23 February 2017

Simone de Beauvoir: Une mort très douce (1964)

Une mort très douce is Simone de Beauvoir's account of the last few months of the life of her mother, who is in hospital after a fall in her bathroom, occasioning the breaking of her femur. I remember Beauvoir's Mémoires d'une jeune fille rangée (1958), which I read many years ago and which I particularly remember for the strict nature in which Beauvoir was brought up, her reading habits being heavily vetted: later, on learning of Virginia Woolf having a completely free run of her father Leslie Stephen's library, I couldn't fail to think of the contrast.

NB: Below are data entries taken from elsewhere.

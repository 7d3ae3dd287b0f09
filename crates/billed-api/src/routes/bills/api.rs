//! Bills API endpoints - JSON API and HTMX partial responses
//!
//! Endpoints:
//! - api_bills: Bills list (JSON)
//! - htmx_bills_list: Bills table (HTML fragment)
//! - htmx_receipt_modal: Receipt preview modal (HTML fragment)
//! - htmx_new_bill_click: "New bill" button (HX-Redirect)

use crate::{hx_redirect, session_from_headers, views, ApiError, AppState};
use axum::extract::Query;
use axum::response::{Html, Response};
use axum::Json;
use billed_core::{BillsController, DisplayBill, EyeIcon, ModalContent, ModalSlot, NavigationLog, PageEvents, Route};
use std::collections::HashMap;
use std::sync::Arc;

/// Controller for one request, with the recorders it reports to
struct Mounted {
    controller: BillsController,
    navigator: Arc<NavigationLog>,
    presenter: Arc<ModalSlot>,
}

fn mount(state: &AppState, headers: &axum::http::HeaderMap) -> Mounted {
    let navigator = Arc::new(NavigationLog::new());
    let presenter = Arc::new(ModalSlot::new());
    let controller = BillsController::new(
        state.store.clone(),
        navigator.clone(),
        presenter.clone(),
        session_from_headers(headers, &state.config),
    );
    Mounted {
        controller,
        navigator,
        presenter,
    }
}

/// Get bills, most recent first (JSON API)
pub async fn api_bills(
    state: axum::extract::State<AppState>,
    headers: axum::http::HeaderMap,
) -> Result<Json<Vec<DisplayBill>>, ApiError> {
    let mounted = mount(&state, &headers);
    let bills = mounted.controller.get_bills().await?;
    Ok(Json(bills))
}

/// HTMX: Bills table, or the page-level error
pub async fn htmx_bills_list(
    state: axum::extract::State<AppState>,
    headers: axum::http::HeaderMap,
) -> Html<String> {
    let mounted = mount(&state, &headers);
    let page = mounted.controller.load().await;
    Html(views::bills_ui(&page))
}

/// HTMX: Receipt preview for the clicked eye icon
pub async fn htmx_receipt_modal(
    state: axum::extract::State<AppState>,
    headers: axum::http::HeaderMap,
    params: Query<HashMap<String, String>>,
) -> Result<Html<String>, ApiError> {
    let mounted = mount(&state, &headers);
    let icon = EyeIcon::new(params.get("url").cloned());
    mounted.controller.on_icon_click(&icon)?;

    let content = mounted.presenter.take_last().unwrap_or(ModalContent::Missing);
    Ok(Html(views::modal_ui(&content)))
}

/// HTMX: "New bill" button
pub async fn htmx_new_bill_click(
    state: axum::extract::State<AppState>,
    headers: axum::http::HeaderMap,
) -> Response {
    let mounted = mount(&state, &headers);
    mounted.controller.handle_click_new_bill();
    hx_redirect(mounted.navigator.last().unwrap_or(Route::NewBill))
}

But here is writing of a much later period in their lives, and although she occasionally dips into memories (such as of her father's infidelities) it is the present moment that holds precedence, and here her love for her mother and her concern for her welfare are of the utmost importance.

Terminal cancer is discovered and Beauvoir and her sister Poupette witness her dying moments. What also strikes here is Beauvoir's humanism, her anger with doctors who are forced needlessly, indeed inhumanely, to spin out a patient's misery when euthanasia would evidently have been a far better option for all concerned.

Very painful to read, but then it must have been very painful to write. However, if Sartre really did think this the best book Beauvoir had written, then I'm in absolute disagreement. Better, for instance, than Le Deuxième sexe – in it's original French form, of course, not Parshley's badly translated, heavily Anglicised, twenty-five per cent excised catastrophe? No.